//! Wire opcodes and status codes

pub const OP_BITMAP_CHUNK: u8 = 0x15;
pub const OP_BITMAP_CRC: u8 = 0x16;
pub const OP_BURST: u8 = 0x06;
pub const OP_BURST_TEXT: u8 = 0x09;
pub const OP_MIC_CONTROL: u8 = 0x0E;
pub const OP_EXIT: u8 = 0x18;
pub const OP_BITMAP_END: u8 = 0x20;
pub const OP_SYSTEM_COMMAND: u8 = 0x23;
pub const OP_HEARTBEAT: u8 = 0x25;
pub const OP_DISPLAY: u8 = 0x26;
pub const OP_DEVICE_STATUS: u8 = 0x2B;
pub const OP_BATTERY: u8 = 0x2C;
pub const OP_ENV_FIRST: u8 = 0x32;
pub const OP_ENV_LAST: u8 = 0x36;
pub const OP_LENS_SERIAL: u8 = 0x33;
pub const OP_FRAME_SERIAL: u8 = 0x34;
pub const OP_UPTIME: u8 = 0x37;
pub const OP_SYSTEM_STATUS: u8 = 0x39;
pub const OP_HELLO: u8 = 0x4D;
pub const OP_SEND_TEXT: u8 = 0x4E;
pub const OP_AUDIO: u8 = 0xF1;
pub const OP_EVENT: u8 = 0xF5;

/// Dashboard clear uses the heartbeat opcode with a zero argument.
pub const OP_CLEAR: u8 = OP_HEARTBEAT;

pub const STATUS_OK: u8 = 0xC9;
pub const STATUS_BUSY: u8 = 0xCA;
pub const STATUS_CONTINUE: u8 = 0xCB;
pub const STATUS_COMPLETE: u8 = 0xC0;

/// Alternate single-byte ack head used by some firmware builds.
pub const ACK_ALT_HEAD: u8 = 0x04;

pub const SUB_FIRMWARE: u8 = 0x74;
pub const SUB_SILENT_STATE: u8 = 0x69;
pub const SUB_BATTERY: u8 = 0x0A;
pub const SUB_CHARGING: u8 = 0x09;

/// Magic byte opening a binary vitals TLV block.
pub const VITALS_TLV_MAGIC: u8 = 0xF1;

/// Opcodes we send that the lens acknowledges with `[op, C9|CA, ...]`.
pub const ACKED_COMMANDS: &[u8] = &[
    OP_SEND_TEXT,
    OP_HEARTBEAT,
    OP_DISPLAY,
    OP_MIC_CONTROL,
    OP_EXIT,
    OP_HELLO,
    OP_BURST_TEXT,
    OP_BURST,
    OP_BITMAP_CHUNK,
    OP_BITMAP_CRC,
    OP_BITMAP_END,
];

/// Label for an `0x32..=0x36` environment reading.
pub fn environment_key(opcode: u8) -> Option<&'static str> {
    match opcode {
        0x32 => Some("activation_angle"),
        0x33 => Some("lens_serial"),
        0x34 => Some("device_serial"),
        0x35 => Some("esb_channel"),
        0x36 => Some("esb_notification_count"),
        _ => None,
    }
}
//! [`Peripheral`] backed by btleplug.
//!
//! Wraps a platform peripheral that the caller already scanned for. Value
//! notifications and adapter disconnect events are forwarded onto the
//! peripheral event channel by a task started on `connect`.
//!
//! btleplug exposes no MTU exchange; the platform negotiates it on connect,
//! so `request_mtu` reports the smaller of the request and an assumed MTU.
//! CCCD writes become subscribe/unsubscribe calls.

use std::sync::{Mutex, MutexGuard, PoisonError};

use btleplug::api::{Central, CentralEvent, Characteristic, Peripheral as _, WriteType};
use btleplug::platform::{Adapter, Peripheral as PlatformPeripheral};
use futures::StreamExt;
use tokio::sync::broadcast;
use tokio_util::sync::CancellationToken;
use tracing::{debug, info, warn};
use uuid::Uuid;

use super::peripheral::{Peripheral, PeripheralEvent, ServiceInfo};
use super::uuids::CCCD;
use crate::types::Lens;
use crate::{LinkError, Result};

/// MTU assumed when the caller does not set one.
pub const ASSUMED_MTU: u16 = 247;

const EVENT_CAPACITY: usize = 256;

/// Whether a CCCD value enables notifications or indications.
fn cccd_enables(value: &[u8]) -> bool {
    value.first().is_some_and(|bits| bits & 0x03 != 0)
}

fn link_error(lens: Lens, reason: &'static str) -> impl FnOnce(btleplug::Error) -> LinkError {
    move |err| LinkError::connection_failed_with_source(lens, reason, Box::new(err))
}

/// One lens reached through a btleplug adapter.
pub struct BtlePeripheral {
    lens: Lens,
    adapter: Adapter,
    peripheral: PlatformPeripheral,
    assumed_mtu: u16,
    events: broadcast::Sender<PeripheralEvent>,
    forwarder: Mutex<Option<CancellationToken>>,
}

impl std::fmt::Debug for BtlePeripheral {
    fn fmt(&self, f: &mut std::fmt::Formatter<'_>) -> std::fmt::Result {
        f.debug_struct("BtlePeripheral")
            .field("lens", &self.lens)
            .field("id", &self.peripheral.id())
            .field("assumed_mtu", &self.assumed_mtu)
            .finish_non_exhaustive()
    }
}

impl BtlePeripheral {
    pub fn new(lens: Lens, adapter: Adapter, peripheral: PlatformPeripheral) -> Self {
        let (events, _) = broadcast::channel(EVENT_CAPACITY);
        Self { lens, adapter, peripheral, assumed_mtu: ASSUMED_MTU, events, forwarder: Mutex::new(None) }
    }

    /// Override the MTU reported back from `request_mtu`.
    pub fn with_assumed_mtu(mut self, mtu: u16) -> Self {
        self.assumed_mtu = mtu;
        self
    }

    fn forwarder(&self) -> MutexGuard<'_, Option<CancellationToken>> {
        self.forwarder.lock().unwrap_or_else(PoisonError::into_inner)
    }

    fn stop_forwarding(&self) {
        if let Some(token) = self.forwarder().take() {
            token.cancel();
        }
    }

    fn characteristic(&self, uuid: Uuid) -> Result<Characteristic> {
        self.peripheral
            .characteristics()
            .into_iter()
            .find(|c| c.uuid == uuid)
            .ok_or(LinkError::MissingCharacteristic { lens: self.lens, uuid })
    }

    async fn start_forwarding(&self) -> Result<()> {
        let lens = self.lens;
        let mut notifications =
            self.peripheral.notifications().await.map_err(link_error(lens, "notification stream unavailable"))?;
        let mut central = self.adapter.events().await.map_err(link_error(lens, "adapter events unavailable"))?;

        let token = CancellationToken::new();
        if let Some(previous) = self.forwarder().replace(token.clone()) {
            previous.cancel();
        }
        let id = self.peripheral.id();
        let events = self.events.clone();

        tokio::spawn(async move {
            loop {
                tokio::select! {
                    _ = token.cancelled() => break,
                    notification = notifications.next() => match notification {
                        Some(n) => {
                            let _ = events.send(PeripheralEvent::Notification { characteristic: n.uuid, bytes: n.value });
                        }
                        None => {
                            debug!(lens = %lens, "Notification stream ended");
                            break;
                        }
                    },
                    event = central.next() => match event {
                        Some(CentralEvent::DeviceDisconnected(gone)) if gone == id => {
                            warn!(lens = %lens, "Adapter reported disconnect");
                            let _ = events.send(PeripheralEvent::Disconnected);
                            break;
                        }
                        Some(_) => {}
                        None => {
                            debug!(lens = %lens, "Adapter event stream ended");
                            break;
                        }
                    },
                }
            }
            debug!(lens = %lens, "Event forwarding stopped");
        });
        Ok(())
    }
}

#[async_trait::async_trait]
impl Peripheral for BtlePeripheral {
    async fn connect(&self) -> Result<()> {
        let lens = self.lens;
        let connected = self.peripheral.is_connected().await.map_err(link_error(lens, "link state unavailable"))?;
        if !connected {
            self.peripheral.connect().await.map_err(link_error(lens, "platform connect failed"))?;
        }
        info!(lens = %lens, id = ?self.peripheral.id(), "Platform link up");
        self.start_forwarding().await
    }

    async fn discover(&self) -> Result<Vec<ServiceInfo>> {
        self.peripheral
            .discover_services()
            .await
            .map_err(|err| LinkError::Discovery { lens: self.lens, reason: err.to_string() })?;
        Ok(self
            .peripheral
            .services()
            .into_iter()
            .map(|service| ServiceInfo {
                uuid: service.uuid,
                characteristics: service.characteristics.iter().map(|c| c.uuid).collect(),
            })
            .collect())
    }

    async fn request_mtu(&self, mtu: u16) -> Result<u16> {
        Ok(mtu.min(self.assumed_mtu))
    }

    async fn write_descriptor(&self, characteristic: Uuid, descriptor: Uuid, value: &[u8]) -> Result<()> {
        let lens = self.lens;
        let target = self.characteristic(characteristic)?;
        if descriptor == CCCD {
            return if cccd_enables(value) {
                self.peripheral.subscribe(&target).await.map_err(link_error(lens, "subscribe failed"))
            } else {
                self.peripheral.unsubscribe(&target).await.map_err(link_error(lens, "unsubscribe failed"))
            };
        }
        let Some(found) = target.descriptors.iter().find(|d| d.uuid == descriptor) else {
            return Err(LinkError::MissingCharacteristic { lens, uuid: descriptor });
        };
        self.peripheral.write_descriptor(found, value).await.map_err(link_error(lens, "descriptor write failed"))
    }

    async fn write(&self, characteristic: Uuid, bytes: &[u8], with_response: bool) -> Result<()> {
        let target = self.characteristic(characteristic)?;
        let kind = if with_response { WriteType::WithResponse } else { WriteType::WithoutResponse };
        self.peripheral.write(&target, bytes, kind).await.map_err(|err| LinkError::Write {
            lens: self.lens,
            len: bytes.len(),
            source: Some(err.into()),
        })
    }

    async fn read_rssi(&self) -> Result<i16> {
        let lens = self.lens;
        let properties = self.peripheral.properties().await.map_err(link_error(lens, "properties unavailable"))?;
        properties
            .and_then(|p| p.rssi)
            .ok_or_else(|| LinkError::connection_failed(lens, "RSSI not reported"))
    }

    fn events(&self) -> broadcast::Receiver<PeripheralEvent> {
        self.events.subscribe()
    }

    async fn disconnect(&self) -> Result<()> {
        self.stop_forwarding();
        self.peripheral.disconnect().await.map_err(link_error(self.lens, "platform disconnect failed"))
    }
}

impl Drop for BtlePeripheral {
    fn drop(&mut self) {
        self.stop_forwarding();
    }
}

**WHAT THE EXERCISE ASKS**
Your answer should be an exact copy of the lines from the one with "self.peripheral.write(&target, bytes, kind).await.map_err(|err|" through the end of the material, with no other lines.

**FINISHED TASK**
        self.peripheral.write(&target, bytes, kind).await.map_err(|err| LinkError::Write {
            lens: self.lens,
            len: bytes.len(),
            source: Some(err.into()),
        })
    }

    async fn read_rssi(&self) -> Result<i16> {
        let lens = self.lens;
        let properties = self.peripheral.properties().await.map_err(link_error(lens, "properties unavailable"))?;
        properties
            .and_then(|p| p.rssi)
            .ok_or_else(|| LinkError::connection_failed(lens, "RSSI not reported"))
    }

    fn events(&self) -> broadcast::Receiver<PeripheralEvent> {
        self.events.subscribe()
    }

    async fn disconnect(&self) -> Result<()> {
        self.stop_forwarding();
        self.peripheral.disconnect().await.map_err(link_error(self.lens, "platform disconnect failed"))
    }
}

impl Drop for BtlePeripheral {
    fn drop(&mut self) {
        self.stop_forwarding();
    }
}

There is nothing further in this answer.